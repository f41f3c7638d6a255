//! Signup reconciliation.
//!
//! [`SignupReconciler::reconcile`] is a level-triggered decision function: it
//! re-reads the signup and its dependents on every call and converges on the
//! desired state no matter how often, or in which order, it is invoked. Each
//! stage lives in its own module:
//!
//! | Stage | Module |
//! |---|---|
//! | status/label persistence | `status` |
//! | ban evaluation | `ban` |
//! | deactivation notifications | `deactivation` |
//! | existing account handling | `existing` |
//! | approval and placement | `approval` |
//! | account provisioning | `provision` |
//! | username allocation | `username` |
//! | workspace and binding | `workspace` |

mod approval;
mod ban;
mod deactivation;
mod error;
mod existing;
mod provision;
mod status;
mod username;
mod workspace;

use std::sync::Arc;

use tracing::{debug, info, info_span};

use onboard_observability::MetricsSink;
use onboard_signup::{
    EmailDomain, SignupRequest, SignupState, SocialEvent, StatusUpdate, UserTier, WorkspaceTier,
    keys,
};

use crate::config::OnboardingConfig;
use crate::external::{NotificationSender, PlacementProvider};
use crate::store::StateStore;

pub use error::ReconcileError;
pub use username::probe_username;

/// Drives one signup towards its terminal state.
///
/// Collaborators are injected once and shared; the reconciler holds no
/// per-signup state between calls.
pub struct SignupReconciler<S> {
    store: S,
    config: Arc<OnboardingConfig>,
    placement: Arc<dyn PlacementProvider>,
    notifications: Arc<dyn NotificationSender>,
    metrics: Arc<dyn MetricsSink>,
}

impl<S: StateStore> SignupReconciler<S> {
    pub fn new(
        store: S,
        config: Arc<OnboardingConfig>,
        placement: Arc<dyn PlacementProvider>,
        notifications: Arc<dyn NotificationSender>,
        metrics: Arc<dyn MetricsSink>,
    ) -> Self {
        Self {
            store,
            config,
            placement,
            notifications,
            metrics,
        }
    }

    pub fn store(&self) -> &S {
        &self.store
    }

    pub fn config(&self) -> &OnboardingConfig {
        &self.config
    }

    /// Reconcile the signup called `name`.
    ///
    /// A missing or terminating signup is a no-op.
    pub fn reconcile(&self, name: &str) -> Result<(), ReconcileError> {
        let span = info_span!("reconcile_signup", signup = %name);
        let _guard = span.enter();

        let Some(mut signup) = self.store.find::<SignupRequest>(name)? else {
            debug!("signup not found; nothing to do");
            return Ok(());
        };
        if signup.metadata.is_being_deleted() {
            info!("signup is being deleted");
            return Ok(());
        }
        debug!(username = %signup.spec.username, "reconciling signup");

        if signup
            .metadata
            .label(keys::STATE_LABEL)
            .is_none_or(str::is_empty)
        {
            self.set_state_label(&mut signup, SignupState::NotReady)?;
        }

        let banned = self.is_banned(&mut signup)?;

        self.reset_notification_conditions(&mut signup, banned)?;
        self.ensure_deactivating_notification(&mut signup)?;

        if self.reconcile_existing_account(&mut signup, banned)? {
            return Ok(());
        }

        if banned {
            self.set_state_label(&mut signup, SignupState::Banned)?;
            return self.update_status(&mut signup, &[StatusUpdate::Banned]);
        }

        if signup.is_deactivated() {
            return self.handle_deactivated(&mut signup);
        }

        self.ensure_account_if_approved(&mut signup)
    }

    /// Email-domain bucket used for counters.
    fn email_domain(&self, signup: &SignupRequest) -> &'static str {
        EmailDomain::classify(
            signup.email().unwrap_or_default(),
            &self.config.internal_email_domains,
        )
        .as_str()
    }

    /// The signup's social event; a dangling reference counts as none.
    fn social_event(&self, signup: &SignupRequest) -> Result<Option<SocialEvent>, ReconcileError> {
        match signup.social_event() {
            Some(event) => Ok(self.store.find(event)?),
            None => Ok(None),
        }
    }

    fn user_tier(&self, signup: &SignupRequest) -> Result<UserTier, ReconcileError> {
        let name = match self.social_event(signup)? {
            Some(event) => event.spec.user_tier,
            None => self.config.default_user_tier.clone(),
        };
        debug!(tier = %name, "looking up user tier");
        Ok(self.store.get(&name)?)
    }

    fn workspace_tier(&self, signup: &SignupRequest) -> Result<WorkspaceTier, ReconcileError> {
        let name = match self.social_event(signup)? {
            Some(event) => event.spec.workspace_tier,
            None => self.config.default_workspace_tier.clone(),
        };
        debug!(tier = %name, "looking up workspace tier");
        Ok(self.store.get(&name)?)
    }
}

--

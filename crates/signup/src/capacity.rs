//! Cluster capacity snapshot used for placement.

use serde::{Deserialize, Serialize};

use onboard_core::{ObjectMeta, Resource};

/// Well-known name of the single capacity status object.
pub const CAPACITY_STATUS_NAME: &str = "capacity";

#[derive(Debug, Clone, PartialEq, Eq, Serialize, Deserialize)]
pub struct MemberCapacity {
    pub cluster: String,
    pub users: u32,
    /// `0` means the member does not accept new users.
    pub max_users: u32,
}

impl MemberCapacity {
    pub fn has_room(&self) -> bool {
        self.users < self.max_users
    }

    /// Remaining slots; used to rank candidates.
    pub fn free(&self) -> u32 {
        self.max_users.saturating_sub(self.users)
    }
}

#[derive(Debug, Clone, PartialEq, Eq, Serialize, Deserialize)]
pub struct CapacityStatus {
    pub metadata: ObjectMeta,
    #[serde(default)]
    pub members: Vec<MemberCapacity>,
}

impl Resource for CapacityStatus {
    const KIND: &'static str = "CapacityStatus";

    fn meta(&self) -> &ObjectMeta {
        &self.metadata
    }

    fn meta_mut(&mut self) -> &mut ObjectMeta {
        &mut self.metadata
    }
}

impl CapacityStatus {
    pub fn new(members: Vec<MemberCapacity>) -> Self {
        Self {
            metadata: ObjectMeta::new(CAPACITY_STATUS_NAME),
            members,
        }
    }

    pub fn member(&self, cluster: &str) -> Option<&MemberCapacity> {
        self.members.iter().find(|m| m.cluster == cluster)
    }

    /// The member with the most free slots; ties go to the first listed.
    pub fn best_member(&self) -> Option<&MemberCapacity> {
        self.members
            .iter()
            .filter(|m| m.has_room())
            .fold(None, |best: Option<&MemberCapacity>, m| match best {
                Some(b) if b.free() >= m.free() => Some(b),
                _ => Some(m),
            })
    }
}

#### Task prompt
What you return must be the lines above that run from the line with "decision function: it" to the line with "ban evaluation |", inclusive, each copied exactly.

#### Your response
//! [`SignupReconciler::reconcile`] is a level-triggered decision function: it
//! re-reads the signup and its dependents on every call and converges on the
//! desired state no matter how often, or in which order, it is invoked. Each
//! stage lives in its own module:
//!
//! | Stage | Module |
//! |---|---|
//! | status/label persistence | `status` |
//! | ban evaluation | `ban` |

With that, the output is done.